Individualized Prediction of SARS-CoV-2 Infection in Mexico City Municipality during the First Six Waves of the Pandemic

Healthcare 2024, 12(7), 764; https://doi.org/10.3390/healthcare12070764
by Mariel Victorino-Aguilar 1, Abel Lerma 2,*, Humberto Badillo-Alonso 3, Víctor Manuel Ramos-Lojero 4, Luis Israel Ledesma-Amaya 2, Silvia Ruiz-Velasco Acosta 5 and Claudia Lerma 6,7,*
Reviewer 1:
Reviewer 2: Anonymous
Reviewer 3:
Healthcare 2024, 12(7), 764; https://doi.org/10.3390/healthcare12070764
Submission received: 13 February 2024 / Revised: 27 March 2024 / Accepted: 30 March 2024 / Published: 31 March 2024
(This article belongs to the Special Issue End of the COVID-19 Era: Models, Predictions and Projections)

Round 1

Reviewer 1 Report

Comments and Suggestions for Authors

To: Healthcare MDPI

Dear EIC,

Dear AE,

 

This is my review results for the manuscript ID: healthcare-2894212

This study assayed the prediction power of COVID-19-associated diagnostic systems through multivariate binary logistic regression models. The methodology was checked and approved. The manuscript flow and overall writing style were good. Tables and figures sufficiently covered the findings of the study. This study can add some novel things to the field. However, I find some minor comments described below.

 

Comments

·      The introduction section should be truncated to less than one page.

·      Please remove “non-experimental" from section 2.1.

·      Please remove “analytical 102 (statistical models through binary logistic regression)” from section 2.1 (this should be described in section 2.3.).

·      Please describe the full name of “SISVER/SINAVE” in the first use in the manuscript body (section 2.2); however, described in the abstract section.

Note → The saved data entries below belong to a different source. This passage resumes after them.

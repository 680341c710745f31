//! Host bridge for the `a3s-beacon` binary
//!
//! The agent host writes one JSON `HostSignal` per line to stdin. Every
//! `tool_before` is answered with exactly one JSON line on stdout carrying the
//! safety verdict; nothing else is ever written to stdout.

use std::path::PathBuf;
use std::sync::Arc;

use clap::Parser;
use serde::Serialize;
use tokio::io::{AsyncBufRead, AsyncBufReadExt, AsyncWrite, AsyncWriteExt, BufReader};

use crate::broker::memory::MemoryBroker;
use crate::broker::redis::{RedisBroker, RedisConfig};
use crate::broker::Broker;
use crate::config::BeaconConfig;
use crate::coordinator::{Coordinator, CoordinatorContext};
use crate::safety::SafetyReport;
use crate::signal::HostSignal;

/// A3S Beacon - Agent session status coordination
#[derive(Debug, Parser)]
#[command(name = "a3s-beacon", version, about)]
pub struct Cli {
    /// Path to a TOML configuration file
    #[arg(long, short)]
    pub config: Option<PathBuf>,

    /// Workspace the agent is attached to (defaults to the current directory)
    #[arg(long, short)]
    pub workspace: Option<PathBuf>,

    /// Redis URL, overriding the configuration file
    #[arg(long)]
    pub redis_url: Option<String>,
}

/// Reply line for a `tool_before` signal
#[derive(Debug, Serialize)]
struct SafetyReply<'a> {
    #[serde(rename = "type")]
    kind: &'static str,
    #[serde(flatten)]
    report: &'a SafetyReport,
}

/// Run the bridge until stdin closes or Ctrl-C arrives.
pub async fn execute(cli: Cli) -> anyhow::Result<()> {
    let mut config = match &cli.config {
        Some(path) => BeaconConfig::load(path)?,
        None => BeaconConfig::default(),
    };
    if let Some(url) = cli.redis_url {
        config.redis.url = url;
    }
    config.validate()?;

    let workspace = match cli.workspace {
        Some(path) => path,
        None => std::env::current_dir()?,
    };
    let workspace = workspace.to_string_lossy().into_owned();

    let broker: Arc<dyn Broker> =
        match RedisBroker::connect(RedisConfig::new(config.redis.url.clone())).await {
            Ok(broker) => Arc::new(broker),
            Err(e) => {
                tracing::warn!(error = %e, "Redis unreachable, running detached");
                Arc::new(MemoryBroker::detached())
            }
        };

    let coordinator = Coordinator::new(Arc::new(CoordinatorContext::new(
        config, broker, workspace,
    )));
    coordinator.start().await;

    let stdin = BufReader::new(tokio::io::stdin());
    let stdout = tokio::io::stdout();
    let outcome = tokio::select! {
        result = bridge(&coordinator, stdin, stdout) => result,
        _ = tokio::signal::ctrl_c() => {
            tracing::info!("Interrupted");
            Ok(())
        }
    };

    coordinator.shutdown().await;
    outcome
}

/// Feed signal lines from `reader` into the coordinator, writing safety
/// replies to `writer`. Returns when `reader` reaches EOF.
pub async fn bridge<R, W>(coordinator: &Coordinator, reader: R, mut writer: W) -> anyhow::Result<()>
where
    R: AsyncBufRead + Unpin,
    W: AsyncWrite + Unpin,
{
    let mut lines = reader.lines();
    while let Some(line) = lines.next_line().await? {
        let line = line.trim();
        if line.is_empty() {
            continue;
        }

        let signal: HostSignal = match serde_json::from_str(line) {
            Ok(signal) => signal,
            Err(e) => {
                tracing::debug!(error = %e, "Skipping unreadable host signal");
                continue;
            }
        };

        if let Some(report) = coordinator.handle(&signal).await {
            let reply = SafetyReply {
                kind: "safety",
                report: &report,
            };
            let mut json = serde_json::to_vec(&reply)?;
            json.push(b'\n');
            writer.write_all(&json).await?;
            writer.flush().await?;
        }
    }
    tracing::debug!("Host input closed");
    Ok(())
}
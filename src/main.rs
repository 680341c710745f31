use clap::Parser;
use tracing_subscriber::EnvFilter;

use a3s_beacon::cli::{self, Cli};

#[tokio::main]
async fn main() -> anyhow::Result<()> {
    // stdout carries host replies; logs go to stderr
    tracing_subscriber::fmt()
        .with_env_filter(
            EnvFilter::try_from_default_env().unwrap_or_else(|_| EnvFilter::new("info")),
        )
        .with_writer(std::io::stderr)
        .init();

    let cli = Cli::parse();
    cli::execute(cli).await
}
//! Idle debounce as an explicit state machine
//!
//! `Settled` → `arm` → `PendingIdle{generation}` → either `cancel` (new work
//! arrived) or `fire(generation)` once the window has elapsed. Each arm gets a
//! fresh generation, so a timer callback that raced with a cancel-and-rearm
//! presents a stale generation and is ignored.

use tokio::time::Instant;

/// Debounce state
#[derive(Debug, Clone, Copy, PartialEq, Eq)]
pub enum DebounceState {
    Settled,
    PendingIdle { armed_at: Instant, generation: u64 },
}

/// Idle debounce tracker
#[derive(Debug)]
pub struct IdleDebounce {
    state: DebounceState,
    next_generation: u64,
}

impl Default for IdleDebounce {
    fn default() -> Self {
        Self {
            state: DebounceState::Settled,
            next_generation: 1,
        }
    }
}

impl IdleDebounce {
    pub fn state(&self) -> DebounceState {
        self.state
    }

    pub fn is_pending(&self) -> bool {
        matches!(self.state, DebounceState::PendingIdle { .. })
    }

    /// Start (or restart) the window; returns the generation the timer must present
    pub fn arm(&mut self, now: Instant) -> u64 {
        let generation = self.next_generation;
        self.next_generation += 1;
        self.state = DebounceState::PendingIdle {
            armed_at: now,
            generation,
        };
        generation
    }

    /// Abandon a pending window; returns whether one was pending
    pub fn cancel(&mut self) -> bool {
        let was_pending = self.is_pending();
        self.state = DebounceState::Settled;
        was_pending
    }

    /// Complete the window for `generation`
    ///
    /// Returns the arm instant when `generation` is the one pending, and
    /// settles; a stale or cancelled generation returns `None` and changes
    /// nothing.
    pub fn fire(&mut self, generation: u64) -> Option<Instant> {
        match self.state {
            DebounceState::PendingIdle {
                armed_at,
                generation: pending,
            } if pending == generation => {
                self.state = DebounceState::Settled;
                Some(armed_at)
            }
            _ => None,
        }
    }
}
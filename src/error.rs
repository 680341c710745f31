//! Error types for a3s-beacon

use thiserror::Error;

/// Errors that can occur while coordinating session status
#[derive(Debug, Error)]
pub enum BeaconError {
    /// Broker connection failure
    #[error("Connection error: {0}")]
    Connection(String),

    /// Broker rejected or failed a key/value command
    #[error("Broker error: {0}")]
    Broker(String),

    /// Publish failure
    #[error("Failed to publish to channel '{channel}': {reason}")]
    Publish {
        channel: String,
        reason: String,
    },

    /// Subscribe failure
    #[error("Failed to subscribe to channel '{channel}': {reason}")]
    Subscribe {
        channel: String,
        reason: String,
    },

    /// Serialization/deserialization failure
    #[error("Serialization error: {0}")]
    Serialization(#[from] serde_json::Error),

    /// Configuration error
    #[error("Configuration error: {0}")]
    Config(String),

    /// TOML configuration could not be parsed
    #[error("TOML deserialization error: {0}")]
    TomlDe(#[from] toml::de::Error),

    /// Poll server could not bind its listener
    #[error("Failed to bind status server: {0}")]
    Bind(String),

    /// Current status could not be computed
    #[error("Status unavailable: {0}")]
    Status(String),

    /// A safety rule failed to evaluate
    #[error("Safety rule '{rule}' failed: {reason}")]
    Rule {
        rule: String,
        reason: String,
    },

    /// IO error
    #[error("IO error: {0}")]
    Io(#[from] std::io::Error),
}

/// Result type alias for beacon operations
pub type Result<T> = std::result::Result<T, BeaconError>;

impl From<redis::RedisError> for BeaconError {
    fn from(err: redis::RedisError) -> Self {
        if err.is_connection_refusal() || err.is_connection_dropped() || err.is_io_error() {
            BeaconError::Connection(err.to_string())
        } else {
            BeaconError::Broker(err.to_string())
        }
    }
}

impl axum::response::IntoResponse for BeaconError {
    fn into_response(self) -> axum::response::Response {
        use axum::http::StatusCode;

        let status = match &self {
            BeaconError::Config(_) | BeaconError::TomlDe(_) => StatusCode::BAD_REQUEST,
            _ => StatusCode::INTERNAL_SERVER_ERROR,
        };

        let body = serde_json::json!({ "error": self.to_string() });
        (status, axum::Json(body)).into_response()
    }
}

·      The conclusion section can be improved by suggesting more prediction tools for COVID-19. Also, recommendations should not be neglected.

Author Response

Comment 1: This is my review results for the manuscript ID: healthcare-2894212

This study assayed the prediction power of COVID-19-associated diagnostic systems through multivariate binary logistic regression models. The methodology was checked and approved. The manuscript flow and overall writing style were good. Tables and figures sufficiently covered the findings of the study. This study can add some novel things to the field. However, I find some minor comments described below.

Comments ·The introduction section should be truncated to less than one page.

Response: We appreciate the Reviewer's remarks, which helped improve our manuscript's presentation and clarity. The Introduction section was shortened to a more concise version, as suggested (pages 1 and 2).

 

Comment 2: ·      Please remove “non-experimental" from section 2.1.

Response: The word “non-experimental was removed (line 105).

 

Comment 3: ·      Please remove “analytical 102 (statistical models through binary logistic regression)” from section 2.1 (this should be described in section 2.3.).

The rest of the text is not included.